En 2020, Fernando Brey Quintela, un pescador de Loimil residente en Santiago de Compostela, se encontraba en el río Sar pescando truchas en la zona de Conxo. Durante su pesca, algo extraño llamó su atención: lo que parecía una piedra cubierta de musgo resultó ser una escultura de gran valor histórico.
La escultura resultó ser una talla de una Virgen gótica, probablemente del siglo XIV. «Te tienes que fijar. Es un bulto muy grande. Si no, le pasas por encima», explicó Fernando al recordar su hallazgo.
El misterio bajo el río Sar
Se cree que la escultura estuvo oculta durante siglos bajo las aguas del río Sar.
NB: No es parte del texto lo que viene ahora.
use chrono::{DateTime, Utc};
use serde::{Deserialize, Serialize};

use super::event::EventId;
use crate::define_id_type;

define_id_type!(BookingId);

/// An email registration for an event.
///
/// `event_id` is a plain reference: it is checked when the booking is
/// written, and bookings are not removed when their event goes away.
#[derive(Debug, Clone, PartialEq, Eq, Serialize, Deserialize)]
#[serde(rename_all = "camelCase")]
pub struct Booking {
    pub id: BookingId,
    pub event_id: EventId,
    pub email: String,
    pub created_at: DateTime<Utc>,
    pub updated_at: DateTime<Utc>,
}

impl Booking {
    pub fn to_record(&self) -> BookingRecord {
        BookingRecord {
            event_id: self.event_id,
            email: self.email.clone(),
        }
    }
}

/// Caller-supplied fields for a new booking.
#[derive(Debug, Clone, PartialEq, Eq, Serialize, Deserialize)]
#[serde(rename_all = "camelCase")]
pub struct NewBooking {
    pub event_id: EventId,
    pub email: String,
}

/// Partial update of a booking.
#[derive(Debug, Clone, Default, PartialEq, Eq, Serialize, Deserialize)]
#[serde(rename_all = "camelCase", default)]
pub struct BookingUpdate {
    pub event_id: Option<EventId>,
    pub email: Option<String>,
}

/// Normalized booking fields as handed to a repository for writing.
#[derive(Debug, Clone, PartialEq, Eq)]
pub struct BookingRecord {
    pub event_id: EventId,
    pub email: String,
}
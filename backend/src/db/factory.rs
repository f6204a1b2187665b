//! Repository factory for dependency injection.
//!
//! Selects and builds a storage backend from runtime configuration.

use std::path::Path;
use std::str::FromStr;
use std::sync::Arc;

use tracing::info;

use super::repo_config::RepositoryConfig;
use super::repositories::LocalRepository;
#[cfg(feature = "postgres-repo")]
use super::repositories::PostgresRepository;
use super::repository::{FullRepository, RepositoryError, RepositoryResult};
use super::PostgresConfig;

/// Repository type configuration.
#[derive(Debug, Clone, Copy, PartialEq, Eq)]
pub enum RepositoryType {
    /// Postgres + Diesel implementation
    Postgres,
    /// In-memory local repository
    Local,
}

impl FromStr for RepositoryType {
    type Err = String;

    /// Parse repository type from string ("postgres", "pg", "local", "memory").
    fn from_str(s: &str) -> Result<Self, Self::Err> {
        match s.trim().to_lowercase().as_str() {
            "postgres" | "pg" => Ok(Self::Postgres),
            "local" | "memory" => Ok(Self::Local),
            _ => Err(format!("Unknown repository type: {}", s)),
        }
    }
}

impl RepositoryType {
    /// Get repository type from environment variable.
    ///
    /// Reads `REPOSITORY_TYPE`. Defaults to Postgres if a database URL is
    /// present, otherwise Local.
    pub fn from_env() -> Self {
        if let Ok(val) = std::env::var("REPOSITORY_TYPE") {
            return val.parse().unwrap_or(Self::Local);
        }

        if std::env::var("DATABASE_URL").is_ok() || std::env::var("PG_DATABASE_URL").is_ok() {
            Self::Postgres
        } else {
            Self::Local
        }
    }
}

/// Repository factory for creating repository instances.
pub struct RepositoryFactory;

impl RepositoryFactory {
    /// Create a repository instance based on type.
    ///
    /// `postgres_config` is required for [`RepositoryType::Postgres`].
    pub async fn create(
        repo_type: RepositoryType,
        postgres_config: Option<&PostgresConfig>,
    ) -> RepositoryResult<Arc<dyn FullRepository>> {
        match repo_type {
            RepositoryType::Postgres => {
                #[cfg(feature = "postgres-repo")]
                {
                    let config = postgres_config.ok_or_else(|| {
                        RepositoryError::configuration(
                            "Postgres repository requires PostgresConfig",
                        )
                    })?;
                    let pg = Self::create_postgres(config).await?;
                    Ok(pg as Arc<dyn FullRepository>)
                }
                #[cfg(not(feature = "postgres-repo"))]
                {
                    let _ = postgres_config;
                    Err(RepositoryError::configuration(
                        "Postgres repository feature not enabled",
                    ))
                }
            }
            RepositoryType::Local => Ok(Self::create_local()),
        }
    }

    /// Create a Postgres repository.
    ///
    /// Pool creation and migrations block, so they run on the blocking pool.
    #[cfg(feature = "postgres-repo")]
    pub async fn create_postgres(
        config: &PostgresConfig,
    ) -> RepositoryResult<Arc<PostgresRepository>> {
        let config = config.clone();
        let repo = tokio::task::spawn_blocking(move || PostgresRepository::new(config))
            .await
            .map_err(|e| RepositoryError::internal(format!("Task join error: {}", e)))??;
        info!("Postgres repository ready");
        Ok(Arc::new(repo))
    }

    /// Create an in-memory local repository.
    pub fn create_local() -> Arc<dyn FullRepository> {
        info!("Using in-memory local repository");
        Arc::new(LocalRepository::new())
    }

    /// Create repository from environment configuration.
    pub async fn from_env() -> RepositoryResult<Arc<dyn FullRepository>> {
        match RepositoryType::from_env() {
            RepositoryType::Postgres => {
                let config =
                    PostgresConfig::from_env().map_err(RepositoryError::configuration)?;
                Self::create(RepositoryType::Postgres, Some(&config)).await
            }
            RepositoryType::Local => Ok(Self::create_local()),
        }
    }

    /// Create repository from a TOML configuration file.
    pub async fn from_config_file<P: AsRef<Path>>(
        config_path: P,
    ) -> RepositoryResult<Arc<dyn FullRepository>> {
        let config = RepositoryConfig::from_file(config_path)?;
        let repo_type = config
            .repository_type()
            .map_err(|e| RepositoryError::configuration(format!("Invalid repository type: {}", e)))?;
        let pg_config = config.to_postgres_config()?;
        Self::create(repo_type, pg_config.as_ref()).await
    }
}

#[cfg(test)]
mod tests {
    use super::*;
    use crate::db::repository::EventRepository;

    #[test]
    fn test_repository_type_from_str() {
        assert_eq!(
            RepositoryType::from_str("local").unwrap(),
            RepositoryType::Local
        );
        assert_eq!(
            RepositoryType::from_str("postgres").unwrap(),
            RepositoryType::Postgres
        );
        assert_eq!(
            RepositoryType::from_str(" Pg ").unwrap(),
            RepositoryType::Postgres
        );
        assert!(RepositoryType::from_str("mongo").is_err());
    }

    #[tokio::test]
    async fn test_create_local_repository() {
        let repo = RepositoryFactory::create(RepositoryType::Local, None)
            .await
            .unwrap();
        assert!(repo.health_check().await.unwrap());
    }

    #[cfg(not(feature = "postgres-repo"))]
    #[tokio::test]
    async fn test_postgres_requires_feature() {
        let result = RepositoryFactory::create(RepositoryType::Postgres, None).await;
        assert!(matches!(
            result,
            Err(RepositoryError::ConfigurationError { .. })
        ));
    }

    #[tokio::test]
    async fn test_from_config_file_local() {
        let dir = tempfile::tempdir().unwrap();
        let path = dir.path().join("repository.toml");
        std::fs::write(&path, "[repository]\ntype = \"local\"\n").unwrap();

        let repo = RepositoryFactory::from_config_file(&path).await.unwrap();
        assert!(repo.list_events().await.unwrap().is_empty());
    }
}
Tras una inundación, el agua habría desplazado la pieza hasta hacerla visible. El descubrimiento movilizó a arqueólogos, quienes decidieron trasladar la escultura al Museo de Peregrinación en Santiago de Compostela. Allí fue estudiada en profundidad para determinar su valor patrimonial.
La escultura, tallada en granito, mide entre 150 y 200 kilos. Aunque está «mutilada de cabeza», se puede apreciar la figura de una Virgen entronizada con el Niño, acompañada de dos ángeles sobre sus hombros.
Carlos Henrique Fernández Coto, presidente de Apatrigal, destacó la importancia de la pieza tras participar en la expedición que la retiró del río Sar. La talla, a pesar de los años bajo el agua y el desgaste, sigue siendo una pieza de gran valor para la historia y el patrimonio gallego.